Now it’s no surprise that 2016 is an election year and the Republican party is fabricating yet another culture war. Conservatives seem to have come to terms with losing the marriage war and have shifted their focus towards the transgender community using public restrooms. While it may be a new target this cycle, their tactics are unchanged. The battleground has been established in the South, where states previously fought to keep people of color out of their restrooms. They may want us to think that conservative prejudice against LGBT people is different from their prejudice against black people, but it’s not mere coincidence that it’s always the same states, the same religious groups, and often the same people championing both forms of bigotry and even using the same arguments to do it. The unspoken reason for their bathroom politics is discomfort with people who are different, but their stated reason is to protect women and girls from sexual assault, which they claim would inexplicably increase if their new policy is repealed now.
Like all civil rights battles, the problem is imaginary, something that only exists in the minds of conservatives. And unlike racially segregated restrooms, transgender people have already been using the restroom appropriate to their identity all along without any problems. Not only is the issue wholly manufactured, it’s completely unnecessary. After all, they didn’t push this agenda because of an increase in bathroom-related sex offenses. The sexual predator card is being played here just as it has been in the past to demonize black and gay people. And as with previous imaginary fixes, it causes more unnecessary problems and doesn’t really fix anything. For instance, rather than having to put on a dress and claim to be a woman, their hypothetical pervert could now simply claim he used to be a woman and then he would have to use the women’s room. Similarly, it forces trans men to use the women’s room and trans women to use the men’s room, therefore having the opposite effect of gender conformity. Even people who aren’t transgender may have to face confrontations and harassment if their gender is questioned by self-appointed bathroom monitors. Lastly, it does absolutely nothing to prevent sexual assault by people of the same sex, proving that it’s specifically targeting and demonizing people based on gender and gender identity.
This fixation with gender is the moral flaw at the heart of the issue. Conservatives have a history of discriminatory, gender-based policies which reflect a disturbing inability to discern basic right from wrong. Anti-sodomy laws condemned sexual relations between consenting adults for no reason other than having the same genitals. Anti-gay Republicans have demonstrated through embarrassing statements and deplorable personal conduct that they don’t seem to understand the definition of rape. The moral failure to understand sexual ethics on the basis of consent was fully realized when Alabama failed to prosecute a rapist because his victim was a man and state laws at the time defined rape only by the opposite gender, not by consent.
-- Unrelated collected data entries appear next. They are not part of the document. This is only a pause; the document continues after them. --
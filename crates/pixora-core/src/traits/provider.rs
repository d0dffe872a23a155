// SPDX-FileCopyrightText: 2026 Pixora Contributors
// SPDX-License-Identifier: MIT OR Apache-2.0

//! Model provider traits: LoRA training and image generation.

use async_trait::async_trait;

use crate::error::PixoraError;
use crate::traits::adapter::PluginAdapter;
use crate::types::{ModelSpec, TrainingJob, TrainingRequest};

/// Adapter for the model-training provider.
#[async_trait]
pub trait TrainingProvider: PluginAdapter {
    /// Registers the destination model that will receive the trained version.
    async fn create_model(&self, spec: &ModelSpec) -> Result<(), PixoraError>;

    /// Starts a training job; status updates arrive later on `request.webhook`.
    async fn create_training(&self, request: &TrainingRequest)
    -> Result<TrainingJob, PixoraError>;

    /// Cancels a running training job.
    async fn cancel_training(&self, training_id: &str) -> Result<(), PixoraError>;
}

/// Adapter for the image-generation provider.
#[async_trait]
pub trait ImageGenerator: PluginAdapter {
    /// Runs `model` with a pass-through `input` and returns the output image URLs.
    async fn run(
        &self,
        model: &str,
        input: &serde_json::Value,
    ) -> Result<Vec<String>, PixoraError>;

    /// Fetches the bytes behind an output URL returned by [`ImageGenerator::run`].
    async fn download(&self, url: &str) -> Result<Vec<u8>, PixoraError>;
}
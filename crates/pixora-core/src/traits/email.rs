// SPDX-FileCopyrightText: 2026 Pixora Contributors
// SPDX-License-Identifier: MIT OR Apache-2.0

//! Email adapter trait for transactional notifications.

use async_trait::async_trait;

use crate::error::PixoraError;
use crate::traits::adapter::PluginAdapter;
use crate::types::EmailMessage;

/// Adapter for a transactional email provider.
#[async_trait]
pub trait EmailSender: PluginAdapter {
    /// Sends one message and returns the provider's message id.
    async fn send(&self, message: &EmailMessage) -> Result<String, PixoraError>;
}
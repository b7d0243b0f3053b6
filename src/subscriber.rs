//! Per-connection reader/writer task pair: ping/pong keepalive, frame
//! coalescing, and the subscription handshake.

use std::sync::Arc;
use std::time::Duration;

use axum::extract::ws::{Message, WebSocket};
use futures_util::stream::{SplitSink, SplitStream};
use futures_util::{SinkExt, StreamExt};
use tokio::sync::mpsc;
use tracing::debug;

use crate::event::Event;
use crate::hub::Hub;

const WRITE_WAIT: Duration = Duration::from_secs(10);
const PONG_WAIT: Duration = Duration::from_secs(60);
const PING_PERIOD: Duration = Duration::from_secs(54);

/// Maximum inbound frame size. Enforced by axum at the websocket transport
/// layer (`WebSocketUpgrade::max_message_size`), not re-checked here.
pub const MAX_MESSAGE_SIZE: usize = 512;

/// Drives one websocket connection until either side closes it.
pub async fn handle_socket(socket: WebSocket, hub: Arc<Hub>) {
    let (id, outbound_rx) = hub.register().await;
    let (sender, mut receiver) = socket.split();

    let writer = tokio::spawn(run_writer(sender, outbound_rx));
    run_reader(&mut receiver, &hub, id).await;

    hub.unregister(id).await;
    let _ = writer.await;
}

async fn run_reader(receiver: &mut SplitStream<WebSocket>, hub: &Hub, id: u64) {
    loop {
        let next = tokio::time::timeout(PONG_WAIT, receiver.next()).await;
        let msg = match next {
            Ok(Some(Ok(msg))) => msg,
            Ok(Some(Err(e))) => {
                debug!(id, error = %e, "subscriber: read error");
                return;
            }
            Ok(None) => return,
            Err(_) => {
                debug!(id, "subscriber: read deadline expired");
                return;
            }
        };

        match msg {
            Message::Text(text) => {
                let name = text.trim().replace('\n', " ");
                if name.is_empty() {
                    continue;
                }
                if hub.subscribe(id, &name).await.is_err() {
                    hub.send_to(id, &Event::error(&name, format!("Unknown server: {name}")))
                        .await;
                }
            }
            Message::Close(_) => return,
            Message::Ping(_) | Message::Pong(_) | Message::Binary(_) => {}
        }
    }
}

async fn run_writer(
    mut sender: SplitSink<WebSocket, Message>,
    mut outbound_rx: mpsc::Receiver<String>,
) {
    let mut ping_interval = tokio::time::interval(PING_PERIOD);
    ping_interval.tick().await;

    loop {
        tokio::select! {
            received = outbound_rx.recv() => {
                let Some(mut combined) = received else {
                    let _ = sender.send(Message::Close(None)).await;
                    return;
                };

                // Coalesce whatever else is already queued into this frame.
                let pending = outbound_rx.len();
                for _ in 0..pending {
                    match outbound_rx.try_recv() {
                        Ok(next) => {
                            combined.push('\n');
                            combined.push_str(&next);
                        }
                        Err(_) => break,
                    }
                }

                if write_with_deadline(&mut sender, Message::Text(combined.into())).await.is_err() {
                    return;
                }
            }
            _ = ping_interval.tick() => {
                if write_with_deadline(&mut sender, Message::Ping(Vec::new().into())).await.is_err() {
                    return;
                }
            }
        }
    }
}

async fn write_with_deadline(
    sender: &mut SplitSink<WebSocket, Message>,
    msg: Message,
) -> Result<(), ()> {
    match tokio::time::timeout(WRITE_WAIT, sender.send(msg)).await {
        Ok(Ok(())) => Ok(()),
        _ => Err(()),
    }
}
Just as the Right-wing fails to recognize how consensual adult sexual relationships are ethical regardless of gender, they fail to recognize unethical sexual behavior because of their obsession with gender.
The Religious Right doesn’t lose culture wars for lack of money or power, they lose because they truly lack moral authority. The Republican Party is hovering on the dangerous line between simply not knowing basic right from wrong, or just being plain evil. If this were the first time they had presented the wrong solutions to problems they themselves had invented it might almost be forgivable. But given their history of consistently being on the wrong side of civil rights, while apparently exploiting people’s prejudices to gain and hold power, their bathroom bills should be flatly rejected as having no merit. Getting their way on this issue would not only give them illusory moral superiority, it would continue to spread their flawed morality to future generations. They need to lose this fight. For the sake of the children. For goodness’ sake.